3 relevant items exist (A, B, C). The top-3 retrieves A and B and C, so Recall\@3 = 3/4 (E is relevant but not retrieved).

<Tip>
  Precision and recall trade off against each other. A high-precision system returns few results but most are relevant; a high-recall system returns many results to avoid missing anything. Choose K to match your product's page size or cutoff.
</Tip>

## NDCG\@K

NDCG (Normalized Discounted Cumulative Gain) accounts for both relevance and position. Highly relevant items appearing lower in the ranking are penalized.

```go theme={null}
package main

import (
    "fmt"
    "github.com/itsubaki/reval"
)

func main() {
    predicted := []string{"A", "B", "C", "D"}
    relevance := map[string]int{
        "A": 3,
        "B": 2,
        "C": 1,
        "D": 0,
        "E": 3,
    }

    s := reval.NDCG(predicted, relevance, 3)
    fmt.Println("NDCG@3:", s)
    // Output: NDCG@3: 0.7271926019583822
}
```

The score is normalized against the ideal ranking (items sorted by relevance descending), so a perfect ranking scores 1.0. Use NDCG when relevance is graded and position quality matters.

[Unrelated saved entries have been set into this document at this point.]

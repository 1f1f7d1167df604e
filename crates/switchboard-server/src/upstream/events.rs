//! Mapping of raw upstream protocol events to relay events.

use serde_json::{Value, json};

/// An upstream session event, after protocol-level mapping.
#[derive(Clone, Debug, PartialEq)]
pub enum UpstreamEvent {
    /// A conversation item was created.
    ItemCreated {
        /// The raw item payload.
        item: Value,
    },
    /// An existing item received streamed content.
    ItemUpdated {
        /// Minimal item reference (`{"id": ...}`).
        item: Value,
        /// The streamed delta.
        delta: Value,
    },
    /// A function call completed its arguments and is ready to execute.
    FunctionCall {
        /// Synthesized function-call item with `name`, `call_id`, and
        /// `arguments`.
        item: Value,
    },
    /// The session reported an error; it remains open.
    Error {
        /// The raw error payload.
        error: Value,
    },
    /// The transport closed; the session is gone.
    Closed,
}

/// Map a raw upstream event to a relay event.
///
/// Returns `None` for protocol chatter the relay does not forward
/// (acknowledgements, rate-limit notices, speech markers, ...).
pub fn map_event(raw: &Value) -> Option<UpstreamEvent> {
    let event_type = raw.get("type")?.as_str()?;
    match event_type {
        "error" => Some(UpstreamEvent::Error {
            error: raw.get("error").cloned().unwrap_or(Value::Null),
        }),
        // `response.output_item.added` announces the same item again and is
        // deliberately left to the chatter arm; one create per item.
        "conversation.item.created" => Some(UpstreamEvent::ItemCreated {
            item: raw.get("item").cloned()?,
        }),
        "response.function_call_arguments.done" => Some(UpstreamEvent::FunctionCall {
            item: json!({
                "type": "function_call",
                "name": raw.get("name").cloned().unwrap_or(Value::Null),
                "call_id": raw.get("call_id").cloned().unwrap_or(Value::Null),
                "arguments": raw.get("arguments").cloned().unwrap_or(Value::Null),
            }),
        }),
        t if t.ends_with(".delta") => Some(UpstreamEvent::ItemUpdated {
            item: json!({"id": raw.get("item_id").cloned().unwrap_or(Value::Null)}),
            delta: raw.get("delta").cloned().unwrap_or(Value::Null),
        }),
        _ => None,
    }
}

#[cfg(test)]
mod tests {
    use super::*;

    #[test]
    fn maps_item_created() {
        let raw = json!({
            "type": "conversation.item.created",
            "item": {"id": "item_1", "type": "message", "role": "assistant"}
        });
        let event = map_event(&raw).unwrap();
        assert_eq!(
            event,
            UpstreamEvent::ItemCreated {
                item: json!({"id": "item_1", "type": "message", "role": "assistant"})
            }
        );
    }

    #[test]
    fn output_item_added_is_not_a_second_create() {
        let raw = json!({
            "type": "response.output_item.added",
            "item": {"id": "item_2", "type": "message"}
        });
        assert!(map_event(&raw).is_none());
    }

    #[test]
    fn maps_delta_events_as_updates() {
        let raw = json!({
            "type": "response.audio_transcript.delta",
            "item_id": "item_3",
            "delta": "hel"
        });
        let event = map_event(&raw).unwrap();
        assert_eq!(
            event,
            UpstreamEvent::ItemUpdated {
                item: json!({"id": "item_3"}),
                delta: json!("hel"),
            }
        );
    }

    #[test]
    fn maps_completed_function_call() {
        let raw = json!({
            "type": "response.function_call_arguments.done",
            "call_id": "call_9",
            "name": "get_weather",
            "arguments": "{\"city\":\"Oslo\"}"
        });
        let event = map_event(&raw).unwrap();
        let UpstreamEvent::FunctionCall { item } = event else {
            panic!("expected function call");
        };
        assert_eq!(item["name"], "get_weather");
        assert_eq!(item["call_id"], "call_9");
        assert_eq!(item["type"], "function_call");
    }

    #[test]
    fn maps_error_event() {
        let raw = json!({"type": "error", "error": {"message": "bad session"}});
        assert_eq!(
            map_event(&raw).unwrap(),
            UpstreamEvent::Error {
                error: json!({"message": "bad session"})
            }
        );
    }

    #[test]
    fn ignores_protocol_chatter() {
        assert!(map_event(&json!({"type": "session.created"})).is_none());
        assert!(map_event(&json!({"type": "rate_limits.updated"})).is_none());
        assert!(map_event(&json!({"no_type": true})).is_none());
    }

    #[test]
    fn created_without_item_is_ignored() {
        assert!(map_event(&json!({"type": "conversation.item.created"})).is_none());
    }
}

## Multi-query evaluation with MAP

For a system evaluated across multiple queries, use Mean Average Precision (MAP) to aggregate across all queries into a single number.

```go theme={null}
package main

import (
    "fmt"
    "github.com/itsubaki/reval"
)

func main() {
    results := []reval.QueryResult{
        {
            Predicted: []string{"C", "A", "B", "D"},
            Relevance: map[string]int{
                "A": 1, "B": 1, "C": 0, "D": 0, "E": 1,
            },
        },
        {
            Predicted: []string{"A", "B", "C", "D"},
            Relevance: map[string]int{
                "A": 1, "B": 0, "C": 1, "D": 0, "E": 1,
            },
        },
    }

    s := reval.MeanAveragePrecision(results, 4)
    fmt.Printf("MAP@4: %.4f\n", s)
    // Output: MAP@4: 0.7083
}
```

`QueryResult` pairs a ranked list of retrieved IDs with the relevance map for that query. MAP averages the Average Precision score across all queries.

## Choosing the right metric

<AccordionGroup>
  <Accordion title="When to use Precision@K">
    Use when users look at only the top K results and you care about result quality more than coverage. Common for web search and featured recommendations.
  </Accordion>

  <Accordion title="When to use Recall@K">
    Use when missing relevant items is costly — for example, legal document retrieval or medical record search where completeness matters.
  </Accordion>

  <Accordion title="When to use MAP">
    Use when evaluating across many queries simultaneously with binary relevance labels. MAP is the standard offline benchmark metric for information retrieval research.
  </Accordion>

  <Accordion title="When to use NDCG">
    Use when relevance is graded (not just relevant/not-relevant) or when the ranking position of highly relevant items matters to your product. NDCG is preferred for e-commerce and recommendation systems.